Назад в библиотеку

General-purpose computing on GPU with CUDA

Авторы: Komarichev R. E., Girovskaya I. V.
Источник: Young scientists' researches and achievements in science: сборник докладов научно-технической конференции для молодых учёных (Донецк, 16 апреля 2020 г.) / ответств. за вып. Е. Н. Кушниренко. — Донецк: ДонНТУ, 2020. — с. 56-62.

Abstract

Komarichev R. E., Girovskaya I. V. — General-purpose computing on GPU with CUDA. In the article the common differences of CPU and GPU are described, reviewed how CUDA works in basics. Two common GPGPU tasks are analyzed and explained on an example.

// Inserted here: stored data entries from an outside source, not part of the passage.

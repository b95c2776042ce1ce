//! Priority-tagged context notes keyed by session

use chrono::{DateTime, Utc};
use serde::{Deserialize, Serialize};

use crate::graph::new_id;

/// Anchor priority, highest first when listed
#[derive(Debug, Clone, Copy, Default, PartialEq, Eq, PartialOrd, Ord, Serialize, Deserialize)]
#[serde(rename_all = "snake_case")]
pub enum AnchorPriority {
    Critical,
    High,
    #[default]
    Normal,
    Low,
}

impl std::fmt::Display for AnchorPriority {
    fn fmt(&self, f: &mut std::fmt::Formatter<'_>) -> std::fmt::Result {
        match self {
            AnchorPriority::Critical => write!(f, "critical"),
            AnchorPriority::High => write!(f, "high"),
            AnchorPriority::Normal => write!(f, "normal"),
            AnchorPriority::Low => write!(f, "low"),
        }
    }
}

impl std::str::FromStr for AnchorPriority {
    type Err = String;

    fn from_str(s: &str) -> Result<Self, Self::Err> {
        match s.trim().to_lowercase().as_str() {
            "critical" => Ok(AnchorPriority::Critical),
            "high" => Ok(AnchorPriority::High),
            "normal" | "medium" => Ok(AnchorPriority::Normal),
            "low" => Ok(AnchorPriority::Low),
            _ => Err(format!("Unknown anchor priority: {}", s)),
        }
    }
}

#[derive(Debug, Clone, PartialEq, Eq, Serialize, Deserialize)]
pub struct Anchor {
    pub id: String,
    pub session_id: String,
    pub content: String,
    #[serde(default)]
    pub priority: AnchorPriority,
    pub created_at: DateTime<Utc>,
}

impl Anchor {
    pub fn new(
        session_id: impl Into<String>,
        content: impl Into<String>,
        priority: AnchorPriority,
    ) -> Self {
        Self {
            id: new_id("an"),
            session_id: session_id.into(),
            content: content.into(),
            priority,
            created_at: Utc::now(),
        }
    }
}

Everyone who ever tried to program started with small scripts that resolved simple tasks. Such programs don't need high computing power and can be fine executed on CPU with single core. You can walk a long way never facing a problem of lack of power. But there are so many cases where sequential solution won't be quick enough to use in real situations.

As you might know, CPU (central processing unit) and GPU (graphics processing unit) are both processors, but they're optimised for different types of objectives.

The main task of CPU is to execute chains of instructions as quick as possible. It designed to perform several chains at the same time or to split one chain of instructions to many and after that merge them together again. Each instruction depends on another and that's why CPU has so few computing cores. All the emphasis is on speed of execution and reduction of downtime that is achieved with cache and pipelines.

The main task of GPU is rendering of graphics and visual effects. In fact, it's work is operating on a huge number of independent tasks, so it has much more memory but not as fast as CPU has. Also modern GPU has thousands of computing cores whereas CPU most often has 2-8.

There are many differences in multithreading support. CPU executes 1-2 computing threads per core. GPU can launch several thousands threads for each of it's multiprocessor. Switching between threads on CPU costs hundreds of clock cycles, GPU switches several threads in a single clock cycle. In CPU most of chip area is occupied by instruction buffers, hardware branch prediction and huge cache sizes, while in GPU most of area is execution units (Fig. 1) [1].

CPU and GPU chips

Figure 1. CPU and GPU chips

One of the most common operation that performs on GPU much faster than on CPU is matrix multiplication. Let's say we have two square matrices A and B and their product is matrix C. According to the rules of matrix multiplication, each C's element is sum of products A's row and B's column.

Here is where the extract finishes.